While the History Department must make appointments simply to maintain a sufficiently staffed senior faculty, outside scholars have warned that the American wing of the Harvard history department is in "deep trouble" and has lost much of its influence in the academic world.

As one Americanist at another school says, speaking on the condition of anonymity, "When we see Harvard ranked as the number one department, we just laugh."

A department which once led the field is now seen by many American historians as a house divided, which is unable to make appointments and devoid of intellectual dynamism. Indeed, the last time an Americanist was given tenure was in 1980, and that was a joint appointment. Says one Harvard alumnus who is an Americanist at the University of South Carolina, "I felt I was much better off when I was there [more than 20 years ago] than students there today are."

The irony is that while the retirements are pressuring the department to make appointments, the older cadre of professors has been accused of being responsibile for the lack of tenures. Outside scholars say that the older Americanists, commonly referred to as the "Old Guard", have formed a kind of club which has served to prevent the infusion of any new blood into the department.

Yet President Bok, and Dean Spence say that the University will make appointments in American history soon. However, History Department Chairman Angeliki Laiou cautions that this does not mean "the whole of these appointments will be made in the next two months."

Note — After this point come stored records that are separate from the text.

//! Engine error types.

use dnmm_core::CoreError;
use dnmm_exchange::ExchangeError;
use thiserror::Error;

#[derive(Debug, Error)]
pub enum EngineError {
    #[error("Configuration error: {0}")]
    Config(String),

    #[error("Core error: {0}")]
    Core(#[from] CoreError),

    #[error("Exchange error: {0}")]
    Exchange(#[from] ExchangeError),

    #[error("Reconnect attempts exhausted after {attempts}")]
    ReconnectExhausted { attempts: u32 },
}

pub type EngineResult<T> = Result<T, EngineError>;
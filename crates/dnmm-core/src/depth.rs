//! Order-book depth types.
//!
//! A depth frame arrives from the exchange as string-encoded
//! (price, size) pairs per level. Each frame fully replaces the
//! previous snapshot; stale levels are never merged.

use crate::decimal::{Price, Size};
use crate::error::{CoreError, CoreResult};
use chrono::{DateTime, Utc};
use serde::{Deserialize, Serialize};

/// One raw book entry: price and size at that price.
#[derive(Debug, Clone, Copy, PartialEq, Eq)]
pub struct DepthLevel {
    pub price: Price,
    pub size: Size,
}

impl DepthLevel {
    /// Parse a level from the exchange's string-encoded pair.
    ///
    /// Non-numeric or non-positive prices and non-numeric sizes are
    /// validation errors, never silently dropped.
    pub fn parse(px: &str, sz: &str) -> CoreResult<Self> {
        let price: Price = px
            .parse()
            .map_err(|_| CoreError::InvalidPrice(px.to_string()))?;
        if !price.is_positive() {
            return Err(CoreError::InvalidPrice(px.to_string()));
        }
        let size: Size = sz
            .parse()
            .map_err(|_| CoreError::InvalidSize(sz.to_string()))?;
        Ok(Self { price, size })
    }
}

/// Wire shape of a depth update as delivered by the stream boundary.
///
/// Levels are `["price", "size"]` string pairs, bids descending and
/// asks ascending by price.
#[derive(Debug, Clone, Default, Serialize, Deserialize)]
pub struct RawDepthFrame {
    pub bids: Vec<[String; 2]>,
    pub asks: Vec<[String; 2]>,
}

/// Parsed top-of-book snapshot, capped at N levels per side.
///
/// Bids are descending and asks ascending by price, as delivered.
#[derive(Debug, Clone)]
pub struct DepthSnapshot {
    pub bids: Vec<DepthLevel>,
    pub asks: Vec<DepthLevel>,
    pub received_at: DateTime<Utc>,
}

impl DepthSnapshot {
    /// Parse a raw frame, keeping at most `max_levels` per side.
    pub fn from_raw(frame: &RawDepthFrame, max_levels: usize) -> CoreResult<Self> {
        let parse_side = |levels: &[[String; 2]]| -> CoreResult<Vec<DepthLevel>> {
            levels
                .iter()
                .take(max_levels)
                .map(|pair| DepthLevel::parse(&pair[0], &pair[1]))
                .collect()
        };

        Ok(Self {
            bids: parse_side(&frame.bids)?,
            asks: parse_side(&frame.asks)?,
            received_at: Utc::now(),
        })
    }

    pub fn best_bid(&self) -> Option<&DepthLevel> {
        self.bids.first()
    }

    pub fn best_ask(&self) -> Option<&DepthLevel> {
        self.asks.first()
    }

    /// Midpoint of the touch, if both sides are present.
    pub fn mid_price(&self) -> Option<Price> {
        match (self.best_bid(), self.best_ask()) {
            (Some(bid), Some(ask)) => Some(bid.price.midpoint(ask.price)),
            _ => None,
        }
    }

    pub fn is_empty(&self) -> bool {
        self.bids.is_empty() && self.asks.is_empty()
    }
}
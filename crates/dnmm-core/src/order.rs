//! Order-related types and identifiers.
//!
//! Provides order side, time-in-force, and client order ID types for
//! the trading system. The order type (limit vs market) is carried by
//! the exchange call itself, not a separate enum.

use serde::{Deserialize, Serialize};
use std::fmt;
use uuid::Uuid;

/// Order side: buy or sell.
#[derive(Debug, Clone, Copy, PartialEq, Eq, Hash, Serialize, Deserialize)]
#[serde(rename_all = "lowercase")]
pub enum OrderSide {
    Buy,
    Sell,
}

impl OrderSide {
    /// Returns the opposite side.
    pub fn opposite(&self) -> Self {
        match self {
            Self::Buy => Self::Sell,
            Self::Sell => Self::Buy,
        }
    }

    /// Returns 1 for buy, -1 for sell (for position calculations).
    pub fn sign(&self) -> i8 {
        match self {
            Self::Buy => 1,
            Self::Sell => -1,
        }
    }
}

impl fmt::Display for OrderSide {
    fn fmt(&self, f: &mut fmt::Formatter<'_>) -> fmt::Result {
        match self {
            Self::Buy => write!(f, "buy"),
            Self::Sell => write!(f, "sell"),
        }
    }
}

/// Time-in-force for orders.
#[derive(Debug, Clone, Copy, PartialEq, Eq, Hash, Default, Serialize, Deserialize)]
pub enum TimeInForce {
    /// Good-til-cancelled (our primary TIF for resting quotes).
    #[default]
    #[serde(rename = "Gtc")]
    GoodTilCancelled,
    /// Immediate-or-cancel.
    #[serde(rename = "Ioc")]
    ImmediateOrCancel,
}

impl fmt::Display for TimeInForce {
    fn fmt(&self, f: &mut fmt::Formatter<'_>) -> fmt::Result {
        match self {
            Self::GoodTilCancelled => write!(f, "Gtc"),
            Self::ImmediateOrCancel => write!(f, "Ioc"),
        }
    }
}

/// Client order ID for idempotency.
///
/// Every order must have a unique cloid to prevent duplicate
/// submissions on retries.
#[derive(Debug, Clone, PartialEq, Eq, Hash, Serialize, Deserialize)]
pub struct ClientOrderId(String);

impl ClientOrderId {
    /// Create a new unique client order ID.
    ///
    /// Format: `dnmm_{timestamp_ms}_{uuid_short}`
    pub fn new() -> Self {
        let ts = chrono::Utc::now().timestamp_millis();
        let uuid_short = &Uuid::new_v4().to_string()[..8];
        Self(format!("dnmm_{ts}_{uuid_short}"))
    }

    /// Create from an existing string (for parsing responses).
    pub fn from_string(s: String) -> Self {
        Self(s)
    }

    pub fn as_str(&self) -> &str {
        &self.0
    }
}

impl Default for ClientOrderId {
    fn default() -> Self {
        Self::new()
    }
}

impl fmt::Display for ClientOrderId {
    fn fmt(&self, f: &mut fmt::Formatter<'_>) -> fmt::Result {
        write!(f, "{}", self.0)
    }
}

impl From<String> for ClientOrderId {
    fn from(s: String) -> Self {
        Self::from_string(s)
    }
}

impl AsRef<str> for ClientOrderId {
    fn as_ref(&self) -> &str {
        &self.0
    }
}

#[cfg(test)]
mod tests {
    use super::*;

    #[test]
    fn test_order_side_opposite() {
        assert_eq!(OrderSide::Buy.opposite(), OrderSide::Sell);
        assert_eq!(OrderSide::Sell.opposite(), OrderSide::Buy);
    }

    #[test]
    fn test_order_side_sign() {
        assert_eq!(OrderSide::Buy.sign(), 1);
        assert_eq!(OrderSide::Sell.sign(), -1);
    }

    #[test]
    fn test_default_tif_is_gtc() {
        assert_eq!(TimeInForce::default(), TimeInForce::GoodTilCancelled);
        assert_eq!(TimeInForce::default().to_string(), "Gtc");
    }

    #[test]
    fn test_client_order_id_unique() {
        let id1 = ClientOrderId::new();
        let id2 = ClientOrderId::new();
        assert_ne!(id1, id2);
    }

    #[test]
    fn test_client_order_id_format() {
        let id = ClientOrderId::new();
        assert!(id.as_str().starts_with("dnmm_"));
    }
}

Professors attribute the wing's internal struggles to a split between the Old Guard--such as Adams University Professor Bernard Bailyn, Trumbull Professor Donald Fleming, and Loeb University Professor Emeritus Oscar Handlin--and more recently tenured Americanists such as Winthrop Professor of History Stephan A. Thernstrom, Warren Professor of American History David H. Donald, and Du Bois. Professor of History and Afro-American Studies Nathan I. Huggins.

The department now has serious gaps in its senior level coverage of new developments in American historiography, historians say. They point to the department's lack of a new left historian, an expert on the nation's most recent past, and a scholar in women's history.

"The great tradition at Harvard has been intellectual history and the Old Guard is more sympathetic to it. They're not hostile to social history, they aren't hostile per se to Black history, but they think of it, like women's history, as the property of interest groups," says one department member, speaking on the condition of anonymity.

After two of its popular associate professors--both experts in 20th century American political history--failed to receive tenure this year, the American wing came under intense scrutiny. The department rejected Associate Professor of History Bradford A. Lee. Although Dunwalke Associate Professor of History Alan Brinkley received the majority of his department's approval, Spence ended his tenure bid because he felt too many prominent senior department members had opposed the bid.